He didn't sneak round the back and peer in a window?
He's an investigative reporter, for heaven's sake!
Someone must know why Hitler came to Berlin.
Seven closed meetings over two nights,
when he's meant to be putting clear water between himself and the Brownshirts?
And no-one knows what was said? I mean, there's absolutely no record?
Sorry, Margot, but we need something solid.
Like a Brownshirt with a grudge against Hitler.
You know, I couldn't place you, at first.
Maybe it's because you're not wearing the swastika.
Still, I was a bit rude to you, wasn't I?
But I never like to see a paramilitary uniform in court.
I'm a bit old fashioned that way.
Berlin though, eh? What a city!
One minute, a young man is running with the Fascists.
The next he rounds a corner and suddenly he's coming the other way with a hammer and sickle.

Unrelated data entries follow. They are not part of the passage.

// Copyright (C) 2026 Fred Clausen
// Use of this source code is governed by an MIT-style
// license that can be found in the LICENSE file or at
// https://opensource.org/licenses/MIT.

use crate::error::DomainError;
use crate::identifiers::{CodeName, ContestId, PaymentReference};
use crate::validation::{
    MAX_ABOUT_LENGTH, MAX_PHOTO_URL_LENGTH, MAX_TEXT_LENGTH, validate_contest_dates,
    validate_max_length, validate_text, validate_vote_count,
};
use serde::{Deserialize, Serialize};
use time::OffsetDateTime;

/// Lifecycle state of a participant.
///
/// The only transition is `Active` → `Evicted`. It cannot be undone.
#[derive(Debug, Clone, Copy, PartialEq, Eq, Hash, Serialize, Deserialize, Default)]
pub enum ParticipantStatus {
    /// Competing and able to receive votes.
    #[default]
    Active,
    /// Removed from competition. Keeps accumulated votes, receives no more.
    Evicted,
}

impl ParticipantStatus {
    /// Maps the stored eviction flag onto a status.
    #[must_use]
    pub const fn from_evicted(evicted: bool) -> Self {
        if evicted { Self::Evicted } else { Self::Active }
    }

    #[must_use]
    pub const fn is_evicted(&self) -> bool {
        matches!(self, Self::Evicted)
    }

    /// Checks if a transition from this state to another is valid.
    #[must_use]
    pub const fn can_transition_to(&self, target: Self) -> bool {
        matches!((self, target), (Self::Active, Self::Evicted))
    }

    /// Applies the eviction transition.
    ///
    /// # Errors
    ///
    /// Returns `DomainError::ParticipantAlreadyEvicted` if the participant
    /// is already evicted.
    pub fn evict(self, code_name: &CodeName) -> Result<Self, DomainError> {
        if self.can_transition_to(Self::Evicted) {
            Ok(Self::Evicted)
        } else {
            Err(DomainError::ParticipantAlreadyEvicted {
                code_name: code_name.to_string(),
            })
        }
    }

    /// Checks that a participant in this state may still receive votes.
    ///
    /// # Errors
    ///
    /// Returns `DomainError::ParticipantEvicted` when evicted.
    pub fn ensure_can_receive_votes(self, code_name: &CodeName) -> Result<(), DomainError> {
        if self.is_evicted() {
            return Err(DomainError::ParticipantEvicted {
                code_name: code_name.to_string(),
            });
        }
        Ok(())
    }
}

/// A validated request to create a contest.
#[derive(Debug, Clone, PartialEq, Eq)]
pub struct NewContest {
    name: String,
    start_date: OffsetDateTime,
    end_date: OffsetDateTime,
}

impl NewContest {
    /// Creates a new contest request.
    ///
    /// # Errors
    ///
    /// Returns an error if the name is blank or too long, or the start
    /// date is not strictly before the end date.
    pub fn new(
        name: &str,
        start_date: OffsetDateTime,
        end_date: OffsetDateTime,
    ) -> Result<Self, DomainError> {
        let name: String = validate_text("name", name, MAX_TEXT_LENGTH)?;
        validate_contest_dates(start_date, end_date)?;
        Ok(Self {
            name,
            start_date,
            end_date,
        })
    }

    #[must_use]
    pub fn name(&self) -> &str {
        &self.name
    }

    #[must_use]
    pub const fn start_date(&self) -> OffsetDateTime {
        self.start_date
    }

    #[must_use]
    pub const fn end_date(&self) -> OffsetDateTime {
        self.end_date
    }
}

/// A persisted contest.
#[derive(Debug, Clone, PartialEq, Eq)]
pub struct Contest {
    pub contest_id: ContestId,
    pub name: String,
    pub start_date: OffsetDateTime,
    pub end_date: OffsetDateTime,
    /// Creation timestamp as recorded by the store.
    pub created_at: String,
}

/// Partial update of a contest. `None` leaves a field unchanged.
#[derive(Debug, Clone, Default, PartialEq, Eq)]
pub struct ContestPatch {
    pub name: Option<String>,
    pub start_date: Option<OffsetDateTime>,
    pub end_date: Option<OffsetDateTime>,
}

impl Contest {
    /// Produces the contest that results from applying a patch.
    ///
    /// Dates are validated against the merged result, so an update that
    /// only moves one end of the range is still checked against the
    /// stored other end.
    ///
    /// # Errors
    ///
    /// Returns an error if a supplied name is blank or too long, or the
    /// merged range is not strictly increasing.
    pub fn apply(&self, patch: &ContestPatch) -> Result<Self, DomainError> {
        let name: String = match &patch.name {
            Some(name) => validate_text("name", name, MAX_TEXT_LENGTH)?,
            None => self.name.clone(),
        };
        let start_date: OffsetDateTime = patch.start_date.unwrap_or(self.start_date);
        let end_date: OffsetDateTime = patch.end_date.unwrap_or(self.end_date);
        validate_contest_dates(start_date, end_date)?;

        Ok(Self {
            contest_id: self.contest_id,
            name,
            start_date,
            end_date,
            created_at: self.created_at.clone(),
        })
    }
}

fn photo_url(raw: Option<&str>) -> Result<Option<String>, DomainError> {
    let Some(url) = raw.map(str::trim).filter(|url| !url.is_empty()) else {
        return Ok(None);
    };
    validate_max_length("photo", url, MAX_PHOTO_URL_LENGTH)?;
    Ok(Some(url.to_string()))
}

/// A validated request to create a participant.
///
/// The photo, if any, has already been uploaded; only its URL is kept.
#[derive(Debug, Clone, PartialEq, Eq)]
pub struct NewParticipant {
    full_name: String,
    email: String,
    about: String,
    photo: Option<String>,
}

impl NewParticipant {
    /// Creates a new participant request.
    ///
    /// # Errors
    ///
    /// Returns `DomainError::MissingField` if the name, email or about
    /// text is blank, or `DomainError::FieldTooLong` if any field exceeds
    /// its stored width.
    pub fn new(
        full_name: &str,
        email: &str,
        about: &str,
        photo: Option<&str>,
    ) -> Result<Self, DomainError> {
        Ok(Self {
            full_name: validate_text("fullName", full_name, MAX_TEXT_LENGTH)?,
            email: validate_text("email", email, MAX_TEXT_LENGTH)?,
            about: validate_text("about", about, MAX_ABOUT_LENGTH)?,
            photo: photo_url(photo)?,
        })
    }

    #[must_use]
    pub fn full_name(&self) -> &str {
        &self.full_name
    }

    #[must_use]
    pub fn email(&self) -> &str {
        &self.email
    }

    #[must_use]
    pub fn about(&self) -> &str {
        &self.about
    }

    #[must_use]
    pub fn photo(&self) -> Option<&str> {
        self.photo.as_deref()
    }
}

/// A persisted participant.
#[derive(Debug, Clone, PartialEq, Eq, Serialize, Deserialize)]
pub struct Participant {
    /// Store-assigned identifier used as the vote foreign key.
    pub participant_id: i64,
    pub code_name: CodeName,
    pub full_name: String,
    pub email: String,
    pub about: String,
    pub photo: Option<String>,
    pub contest_id: ContestId,
    pub status: ParticipantStatus,
    pub created_at: String,
}

/// Partial update of a participant.
///
/// `None` and blank strings both leave a field unchanged.
#[derive(Debug, Clone, Default, PartialEq, Eq)]
pub struct ParticipantPatch {
    pub full_name: Option<String>,
    pub email: Option<String>,
    pub about: Option<String>,
    pub photo: Option<String>,
}

fn patched(
    field: &'static str,
    current: &str,
    requested: Option<&String>,
    max: usize,
) -> Result<String, DomainError> {
    match requested.map(|value| value.trim()).filter(|value| !value.is_empty()) {
        Some(value) => {
            validate_max_length(field, value, max)?;
            Ok(value.to_string())
        }
        None => Ok(current.to_string()),
    }
}

impl Participant {
    /// Produces the participant that results from applying a patch.
    ///
    /// Identity, contest and status are never touched by a patch.
    ///
    /// # Errors
    ///
    /// Returns `DomainError::FieldTooLong` if a supplied value exceeds its
    /// stored width.
    pub fn apply(&self, patch: &ParticipantPatch) -> Result<Self, DomainError> {
        let photo: Option<String> =
            photo_url(patch.photo.as_deref())?.or_else(|| self.photo.clone());

        Ok(Self {
            participant_id: self.participant_id,
            code_name: self.code_name.clone(),
            full_name: patched(
                "fullName",
                &self.full_name,
                patch.full_name.as_ref(),
                MAX_TEXT_LENGTH,
            )?,
            email: patched("email", &self.email, patch.email.as_ref(), MAX_TEXT_LENGTH)?,
            about: patched("about", &self.about, patch.about.as_ref(), MAX_ABOUT_LENGTH)?,
            photo,
            contest_id: self.contest_id,
            status: self.status,
            created_at: self.created_at.clone(),
        })
    }

    /// Returns this participant's photo if `updated` no longer references it.
    #[must_use]
    pub fn replaced_photo(&self, updated: &Self) -> Option<&str> {
        match (&self.photo, &updated.photo) {
            (Some(old), Some(new)) if old == new => None,
            (Some(old), _) => Some(old.as_str()),
            (None, _) => None,
        }
    }

    #[must_use]
    pub const fn is_evicted(&self) -> bool {
        self.status.is_evicted()
    }
}

/// A validated vote ready to be recorded.
#[derive(Debug, Clone, PartialEq, Eq)]
pub struct NewVote {
    contest_id: ContestId,
    participant_id: i64,
    vote_count: u32,
    voter_name: String,
    payment_reference: Option<PaymentReference>,
}

impl NewVote {
    /// Creates a new vote.
    ///
    /// # Errors
    ///
    /// Returns an error if the vote count is below one or the voter name
    /// is blank or too long.
    pub fn new(
        contest_id: ContestId,
        participant_id: i64,
        vote_count: i64,
        voter_name: &str,
        payment_reference: Option<PaymentReference>,
    ) -> Result<Self, DomainError> {
        Ok(Self {
            contest_id,
            participant_id,
            vote_count: validate_vote_count(vote_count)?,
            voter_name: validate_text("voterName", voter_name, MAX_TEXT_LENGTH)?,
            payment_reference,
        })
    }

    #[must_use]
    pub const fn contest_id(&self) -> ContestId {
        self.contest_id
    }

    #[must_use]
    pub const fn participant_id(&self) -> i64 {
        self.participant_id
    }

    #[must_use]
    pub const fn vote_count(&self) -> u32 {
        self.vote_count
    }

    #[must_use]
    pub fn voter_name(&self) -> &str {
        &self.voter_name
    }

    #[must_use]
    pub const fn payment_reference(&self) -> Option<&PaymentReference> {
        self.payment_reference.as_ref()
    }
}

/// A recorded vote.
#[derive(Debug, Clone, PartialEq, Eq, Serialize, Deserialize)]
pub struct Vote {
    pub vote_id: i64,
    pub contest_id: ContestId,
    pub participant_id: i64,
    pub vote_count: u32,
    pub voter_name: String,
    pub payment_reference: Option<String>,
    pub created_at: String,
}
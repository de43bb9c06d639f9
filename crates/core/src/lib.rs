// Copyright (C) 2026 Fred Clausen
// Use of this source code is governed by an MIT-style
// license that can be found in the LICENSE file or at
// https://opensource.org/licenses/MIT.

#![deny(
    clippy::pedantic,
    clippy::cargo,
    clippy::nursery,
    clippy::style,
    clippy::correctness,
    clippy::all,
    clippy::suspicious,
    clippy::complexity,
    clippy::perf,
    clippy::unwrap_used,
    clippy::expect_used
)]

//! Contest, participant and vote services.
//!
//! Registries validate input, consult the [`ContestStore`] for existence and
//! uniqueness, and hand photo cleanup to a [`MediaStore`] once the primary
//! mutation has committed.

mod contest_registry;
mod error;
mod lookup;
mod media;
mod participant_registry;
mod store;
mod vote_ledger;

#[cfg(test)]
mod tests;

pub use contest_registry::ContestRegistry;
pub use error::{ConflictKind, CoreError};
pub use media::{MediaError, MediaStore, NoopMediaStore, cleanup_photo};
pub use participant_registry::{ParticipantDetails, ParticipantRegistry};
pub use store::{ContestDeletion, ContestStore, StoreError, UniqueConstraint};
pub use vote_ledger::{DEFAULT_ADMIN_VOTER, VoteLedger};
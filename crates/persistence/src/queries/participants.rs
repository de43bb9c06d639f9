// Copyright (C) 2026 Fred Clausen
// Use of this source code is governed by an MIT-style
// license that can be found in the LICENSE file or at
// https://opensource.org/licenses/MIT.

use contest_vote_domain::Participant;
use diesel::prelude::*;
use diesel::{MysqlConnection, SqliteConnection};
use tracing::debug;

use crate::data_models::ParticipantRow;
use crate::diesel_schema::participants;
use crate::error::PersistenceError;

backend_fn! {
/// Looks up a participant by code name.
///
/// Code names are unique across all contests, so no contest filter is
/// needed.
///
/// # Errors
///
/// Returns an error if the query fails or the stored row cannot be decoded.
pub fn find_participant_by_code_name(
    conn: &mut _,
    code_name: &str,
) -> Result<Option<Participant>, PersistenceError> {
    debug!("Looking up participant {}", code_name);

    let row: Option<ParticipantRow> = participants::table
        .filter(participants::code_name.eq(code_name))
        .select(ParticipantRow::as_select())
        .first(conn)
        .optional()?;

    row.map(ParticipantRow::into_participant).transpose()
}
}

backend_fn! {
/// Lists a contest's participants, active ones first and newest first
/// within each group.
///
/// # Errors
///
/// Returns an error if the query fails or a stored row cannot be decoded.
pub fn list_participants(
    conn: &mut _,
    contest_id: i64,
) -> Result<Vec<Participant>, PersistenceError> {
    let rows: Vec<ParticipantRow> = participants::table
        .filter(participants::contest_id.eq(contest_id))
        .order((participants::evicted.asc(), participants::participant_id.desc()))
        .select(ParticipantRow::as_select())
        .load(conn)?;

    debug!("Loaded {} participants for contest {}", rows.len(), contest_id);
    rows.into_iter().map(ParticipantRow::into_participant).collect()
}
}

backend_fn! {
/// Returns the code name of the newest participant in a contest.
///
/// Row ids are assigned in insertion order, so the highest id is the most
/// recently created participant.
///
/// # Errors
///
/// Returns an error if the query fails.
pub fn latest_code_name(conn: &mut _, contest_id: i64) -> Result<Option<String>, PersistenceError> {
    let code_name: Option<String> = participants::table
        .filter(participants::contest_id.eq(contest_id))
        .order(participants::participant_id.desc())
        .select(participants::code_name)
        .first(conn)
        .optional()?;

    Ok(code_name)
}
}
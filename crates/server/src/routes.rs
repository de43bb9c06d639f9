// Copyright (C) 2026 Fred Clausen
// Use of this source code is governed by an MIT-style
// license that can be found in the LICENSE file or at
// https://opensource.org/licenses/MIT.

//! HTTP handlers and the router.
//!
//! Each handler locks the shared persistence for the duration of one API
//! call and maps [`contest_vote_api::ApiError`] onto a status code through
//! [`HttpError`].

use axum::{
    Json, Router,
    extract::{Path, State as AxumState, rejection::JsonRejection},
    http::StatusCode,
    routing::{get, patch, post, put},
};
use contest_vote_api::{
    AdminVoteRequest, ContestResponse, CreateContestRequest, CreateParticipantRequest,
    DeleteContestResponse, DeleteParticipantResponse, HeartbeatResponse, ParticipantResponse,
    ParticipantResultResponse, RecordVoteRequest, UpdateContestRequest, UpdateParticipantRequest,
    VoteResponse, add_admin_vote, create_contest, create_participant, delete_contest,
    delete_participant, evict_participant, get_contest_participant, get_participant, get_results,
    list_contests, list_participants, record_vote, update_contest, update_participant,
};
use tracing::{debug, info};

use crate::AppState;
use crate::error::HttpError;

/// Unwraps a JSON body, turning a malformed payload into a 400.
fn json_body<T>(payload: Result<Json<T>, JsonRejection>) -> Result<T, HttpError> {
    payload.map(|Json(body)| body).map_err(|rejection| HttpError {
        status: StatusCode::BAD_REQUEST,
        message: rejection.body_text(),
    })
}

// ============================================================================
// Contests
// ============================================================================

/// Handler for GET `/contests`.
async fn handle_list_contests(
    AxumState(app_state): AxumState<AppState>,
) -> Result<Json<Vec<ContestResponse>>, HttpError> {
    debug!("Handling list_contests request");

    let mut persistence = app_state.persistence.lock().await;
    let contests: Vec<ContestResponse> = list_contests(&mut *persistence)?;
    drop(persistence);

    Ok(Json(contests))
}

/// Handler for POST `/contests`.
async fn handle_create_contest(
    AxumState(app_state): AxumState<AppState>,
    payload: Result<Json<CreateContestRequest>, JsonRejection>,
) -> Result<(StatusCode, Json<ContestResponse>), HttpError> {
    let req: CreateContestRequest = json_body(payload)?;
    info!(name = %req.name, "Handling create_contest request");

    let mut persistence = app_state.persistence.lock().await;
    let contest: ContestResponse = create_contest(&mut *persistence, &req)?;
    drop(persistence);

    Ok((StatusCode::CREATED, Json(contest)))
}

/// Handler for PUT `/contests/{contest_id}`.
async fn handle_update_contest(
    AxumState(app_state): AxumState<AppState>,
    Path(contest_id): Path<String>,
    payload: Result<Json<UpdateContestRequest>, JsonRejection>,
) -> Result<Json<ContestResponse>, HttpError> {
    let req: UpdateContestRequest = json_body(payload)?;
    info!(contest_id = %contest_id, "Handling update_contest request");

    let mut persistence = app_state.persistence.lock().await;
    let contest: ContestResponse = update_contest(&mut *persistence, &contest_id, &req)?;
    drop(persistence);

    Ok(Json(contest))
}

/// Handler for DELETE `/contests/{contest_id}`.
async fn handle_delete_contest(
    AxumState(app_state): AxumState<AppState>,
    Path(contest_id): Path<String>,
) -> Result<StatusCode, HttpError> {
    info!(contest_id = %contest_id, "Handling delete_contest request");

    let mut persistence = app_state.persistence.lock().await;
    let deletion: DeleteContestResponse =
        delete_contest(&mut *persistence, app_state.media.as_ref(), &contest_id)?;
    drop(persistence);

    debug!(
        participants_removed = deletion.participants_removed,
        votes_removed = deletion.votes_removed,
        "Contest delete complete"
    );
    Ok(StatusCode::NO_CONTENT)
}

// ============================================================================
// Participants
// ============================================================================

/// Handler for GET `/contests/{contest_id}/participants`.
async fn handle_list_participants(
    AxumState(app_state): AxumState<AppState>,
    Path(contest_id): Path<String>,
) -> Result<Json<Vec<ParticipantResponse>>, HttpError> {
    debug!(contest_id = %contest_id, "Handling list_participants request");

    let mut persistence = app_state.persistence.lock().await;
    let participants: Vec<ParticipantResponse> = list_participants(&mut *persistence, &contest_id)?;
    drop(persistence);

    Ok(Json(participants))
}

/// Handler for GET `/contests/{contest_id}/participants/{code_name}`.
async fn handle_get_contest_participant(
    AxumState(app_state): AxumState<AppState>,
    Path((contest_id, code_name)): Path<(String, String)>,
) -> Result<Json<ParticipantResponse>, HttpError> {
    debug!(contest_id = %contest_id, code_name = %code_name, "Handling get_contest_participant request");

    let mut persistence = app_state.persistence.lock().await;
    let participant: ParticipantResponse =
        get_contest_participant(&mut *persistence, &contest_id, &code_name)?;
    drop(persistence);

    Ok(Json(participant))
}

/// Handler for POST `/contests/{contest_id}/participants`.
async fn handle_create_participant(
    AxumState(app_state): AxumState<AppState>,
    Path(contest_id): Path<String>,
    payload: Result<Json<CreateParticipantRequest>, JsonRejection>,
) -> Result<(StatusCode, Json<ParticipantResponse>), HttpError> {
    let req: CreateParticipantRequest = json_body(payload)?;
    info!(contest_id = %contest_id, "Handling create_participant request");

    let mut persistence = app_state.persistence.lock().await;
    let participant: ParticipantResponse =
        create_participant(&mut *persistence, &contest_id, &req)?;
    drop(persistence);

    Ok((StatusCode::CREATED, Json(participant)))
}

/// Handler for GET `/contests/participants/{code_name}`.
async fn handle_get_participant(
    AxumState(app_state): AxumState<AppState>,
    Path(code_name): Path<String>,
) -> Result<Json<ParticipantResponse>, HttpError> {
    debug!(code_name = %code_name, "Handling get_participant request");

    let mut persistence = app_state.persistence.lock().await;
    let participant: ParticipantResponse = get_participant(&mut *persistence, &code_name)?;
    drop(persistence);

    Ok(Json(participant))
}

/// Handler for PUT `/contests/participants/{code_name}`.
async fn handle_update_participant(
    AxumState(app_state): AxumState<AppState>,
    Path(code_name): Path<String>,
    payload: Result<Json<UpdateParticipantRequest>, JsonRejection>,
) -> Result<Json<ParticipantResponse>, HttpError> {
    let req: UpdateParticipantRequest = json_body(payload)?;
    info!(code_name = %code_name, "Handling update_participant request");

    let mut persistence = app_state.persistence.lock().await;
    let participant: ParticipantResponse = update_participant(
        &mut *persistence,
        app_state.media.as_ref(),
        &code_name,
        &req,
    )?;
    drop(persistence);

    Ok(Json(participant))
}

/// Handler for DELETE `/contests/participants/{code_name}`.
async fn handle_delete_participant(
    AxumState(app_state): AxumState<AppState>,
    Path(code_name): Path<String>,
) -> Result<StatusCode, HttpError> {
    info!(code_name = %code_name, "Handling delete_participant request");

    let mut persistence = app_state.persistence.lock().await;
    let deletion: DeleteParticipantResponse =
        delete_participant(&mut *persistence, app_state.media.as_ref(), &code_name)?;
    drop(persistence);

    debug!(votes_removed = deletion.votes_removed, "Participant delete complete");
    Ok(StatusCode::NO_CONTENT)
}

/// Handler for PATCH `/contests/participants/evict/{code_name}`.
async fn handle_evict_participant(
    AxumState(app_state): AxumState<AppState>,
    Path(code_name): Path<String>,
) -> Result<Json<ParticipantResponse>, HttpError> {
    info!(code_name = %code_name, "Handling evict_participant request");

    let mut persistence = app_state.persistence.lock().await;
    let participant: ParticipantResponse = evict_participant(&mut *persistence, &code_name)?;
    drop(persistence);

    Ok(Json(participant))
}

// ============================================================================
// Votes
// ============================================================================

/// Handler for POST `/contests/{contest_id}/votes`.
async fn handle_record_vote(
    AxumState(app_state): AxumState<AppState>,
    Path(contest_id): Path<String>,
    payload: Result<Json<RecordVoteRequest>, JsonRejection>,
) -> Result<(StatusCode, Json<VoteResponse>), HttpError> {
    let req: RecordVoteRequest = json_body(payload)?;
    info!(
        contest_id = %contest_id,
        code_name = %req.participant_code_name,
        vote_count = req.vote_count,
        "Handling record_vote request"
    );

    let mut persistence = app_state.persistence.lock().await;
    let vote: VoteResponse = record_vote(&mut *persistence, &contest_id, &req)?;
    drop(persistence);

    Ok((StatusCode::CREATED, Json(vote)))
}

/// Handler for POST `/contests/{contest_id}/participants/{code_name}/votes`.
async fn handle_add_admin_vote(
    AxumState(app_state): AxumState<AppState>,
    Path((contest_id, code_name)): Path<(String, String)>,
    payload: Result<Json<AdminVoteRequest>, JsonRejection>,
) -> Result<(StatusCode, Json<VoteResponse>), HttpError> {
    let req: AdminVoteRequest = json_body(payload)?;
    info!(
        contest_id = %contest_id,
        code_name = %code_name,
        vote_count = req.vote_count,
        "Handling add_admin_vote request"
    );

    let mut persistence = app_state.persistence.lock().await;
    let vote: VoteResponse = add_admin_vote(&mut *persistence, &contest_id, &code_name, &req)?;
    drop(persistence);

    Ok((StatusCode::CREATED, Json(vote)))
}

/// Handler for GET `/contests/{contest_id}/results`.
async fn handle_get_results(
    AxumState(app_state): AxumState<AppState>,
    Path(contest_id): Path<String>,
) -> Result<Json<Vec<ParticipantResultResponse>>, HttpError> {
    debug!(contest_id = %contest_id, "Handling get_results request");

    let mut persistence = app_state.persistence.lock().await;
    let results: Vec<ParticipantResultResponse> = get_results(&mut *persistence, &contest_id)?;
    drop(persistence);

    Ok(Json(results))
}

/// Handler for GET `/heartbeat-endpoint`.
async fn handle_heartbeat() -> Json<HeartbeatResponse> {
    Json(HeartbeatResponse::alive())
}

pub fn build_router(app_state: AppState) -> Router {
    Router::new()
        .route(
            "/contests",
            get(handle_list_contests).post(handle_create_contest),
        )
        .route(
            "/contests/{contest_id}",
            put(handle_update_contest).delete(handle_delete_contest),
        )
        .route(
            "/contests/{contest_id}/participants",
            get(handle_list_participants).post(handle_create_participant),
        )
        .route(
            "/contests/{contest_id}/participants/{code_name}",
            get(handle_get_contest_participant),
        )
        .route(
            "/contests/{contest_id}/participants/{code_name}/votes",
            post(handle_add_admin_vote),
        )
        .route("/contests/{contest_id}/votes", post(handle_record_vote))
        .route("/contests/{contest_id}/results", get(handle_get_results))
        .route(
            "/contests/participants/{code_name}",
            get(handle_get_participant)
                .put(handle_update_participant)
                .delete(handle_delete_participant),
        )
        .route(
            "/contests/participants/evict/{code_name}",
            patch(handle_evict_participant),
        )
        .route("/heartbeat-endpoint", get(handle_heartbeat))
        .with_state(app_state)
}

Nobody's quite sure why. Is he a convert?
Or is it just that the soup's better?
It's not the soup, is it?
Which means he's either suddenly developed an interest
in the contradictions of capitalism
and the leading role of the international proletariat, or he's...
..doing a spot of eavesdropping.
It's all right. There's no reason why anyone should know.
Excellent! You want to help me. And you will, you will.
You are going to put me in touch with Captain Stennes.
Captain Stennes is not somebody I would ever speak to. He's, er...
I know. He's volatile. He scares you.
But I know you can do it, don't I? I do.
Tell him who I am. He'll know my name.
And tell him it's a business proposition.
I said, what do you want from this Captain Stennes?
-I'm not quite sure.
-What might he want from you?
I'm not sure about that either.
What? So we're just coming down here on a whim, then? To see how the Brownshirts live?
Six months ago they occupied... Did you see that?
-The Brownshirts occupied the Nazi headquarters
-on Hedemannstrasse and kicked out Goebbels, yes?
This guy, this Captain Stennes, he did that.
Said he was provoked. Got wind of a purge inside the Nazi party.
What, he was going to get the chop?
When Hitler renounced violence, Stennes didn't like it.
Elections, party politics, cutting deals, he's against all that.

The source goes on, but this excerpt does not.